Only lines holding the word "must" are wanted from the records; copy all of them.

******

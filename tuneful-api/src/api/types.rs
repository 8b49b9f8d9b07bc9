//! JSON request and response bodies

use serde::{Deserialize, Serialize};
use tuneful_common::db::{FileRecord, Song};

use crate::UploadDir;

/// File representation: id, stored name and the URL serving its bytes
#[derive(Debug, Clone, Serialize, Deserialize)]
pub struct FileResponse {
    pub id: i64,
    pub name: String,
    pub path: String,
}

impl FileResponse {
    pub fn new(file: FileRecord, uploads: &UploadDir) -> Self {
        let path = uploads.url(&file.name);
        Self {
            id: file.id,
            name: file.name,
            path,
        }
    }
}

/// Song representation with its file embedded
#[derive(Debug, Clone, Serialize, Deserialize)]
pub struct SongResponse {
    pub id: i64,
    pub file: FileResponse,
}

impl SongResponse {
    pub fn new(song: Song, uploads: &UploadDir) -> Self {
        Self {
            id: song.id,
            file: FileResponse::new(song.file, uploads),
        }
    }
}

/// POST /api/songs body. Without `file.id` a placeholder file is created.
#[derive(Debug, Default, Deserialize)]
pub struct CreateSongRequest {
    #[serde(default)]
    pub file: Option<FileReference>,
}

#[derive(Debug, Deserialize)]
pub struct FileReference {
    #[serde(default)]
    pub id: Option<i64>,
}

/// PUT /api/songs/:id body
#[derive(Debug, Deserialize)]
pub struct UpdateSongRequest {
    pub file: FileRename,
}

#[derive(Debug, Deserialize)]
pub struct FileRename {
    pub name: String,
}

******

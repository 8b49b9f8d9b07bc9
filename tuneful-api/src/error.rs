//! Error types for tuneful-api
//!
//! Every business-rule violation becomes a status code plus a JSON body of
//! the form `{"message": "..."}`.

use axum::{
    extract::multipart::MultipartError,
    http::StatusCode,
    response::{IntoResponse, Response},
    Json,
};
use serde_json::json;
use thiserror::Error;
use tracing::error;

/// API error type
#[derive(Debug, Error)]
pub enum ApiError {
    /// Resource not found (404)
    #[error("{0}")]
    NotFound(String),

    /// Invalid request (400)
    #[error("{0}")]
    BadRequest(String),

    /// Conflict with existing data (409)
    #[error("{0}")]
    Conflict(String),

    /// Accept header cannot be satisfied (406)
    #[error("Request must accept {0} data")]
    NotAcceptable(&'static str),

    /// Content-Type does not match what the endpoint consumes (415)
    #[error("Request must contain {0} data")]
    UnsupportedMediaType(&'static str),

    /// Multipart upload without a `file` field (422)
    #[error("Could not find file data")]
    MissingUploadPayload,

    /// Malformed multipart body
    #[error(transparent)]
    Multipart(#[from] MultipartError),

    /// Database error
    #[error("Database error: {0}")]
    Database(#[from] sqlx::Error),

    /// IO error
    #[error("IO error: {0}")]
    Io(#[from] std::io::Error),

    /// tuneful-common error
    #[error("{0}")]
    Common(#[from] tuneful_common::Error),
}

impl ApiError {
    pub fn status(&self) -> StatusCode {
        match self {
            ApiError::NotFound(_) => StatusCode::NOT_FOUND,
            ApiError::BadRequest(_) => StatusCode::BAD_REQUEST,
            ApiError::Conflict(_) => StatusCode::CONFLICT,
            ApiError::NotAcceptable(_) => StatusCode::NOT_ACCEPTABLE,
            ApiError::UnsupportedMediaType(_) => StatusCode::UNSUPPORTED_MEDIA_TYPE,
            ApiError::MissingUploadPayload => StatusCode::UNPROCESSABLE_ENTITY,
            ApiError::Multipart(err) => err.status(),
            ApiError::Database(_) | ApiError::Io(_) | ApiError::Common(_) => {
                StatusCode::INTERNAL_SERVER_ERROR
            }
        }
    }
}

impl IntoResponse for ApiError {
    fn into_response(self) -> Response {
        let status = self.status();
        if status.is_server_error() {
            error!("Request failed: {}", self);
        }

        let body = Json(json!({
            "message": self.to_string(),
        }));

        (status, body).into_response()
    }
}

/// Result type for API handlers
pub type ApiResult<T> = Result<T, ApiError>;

******

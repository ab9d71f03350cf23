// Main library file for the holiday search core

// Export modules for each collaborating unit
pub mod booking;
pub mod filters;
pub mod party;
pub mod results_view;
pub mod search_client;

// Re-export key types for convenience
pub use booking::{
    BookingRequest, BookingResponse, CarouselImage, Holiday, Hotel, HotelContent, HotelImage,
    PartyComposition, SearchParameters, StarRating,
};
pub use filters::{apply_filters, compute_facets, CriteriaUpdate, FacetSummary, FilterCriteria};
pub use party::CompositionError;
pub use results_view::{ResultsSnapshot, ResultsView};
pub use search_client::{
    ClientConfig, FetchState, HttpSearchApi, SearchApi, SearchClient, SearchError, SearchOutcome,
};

******

» Exercise response
    #[error("Request must accept {0} data")]
    #[error("Request must contain {0} data")]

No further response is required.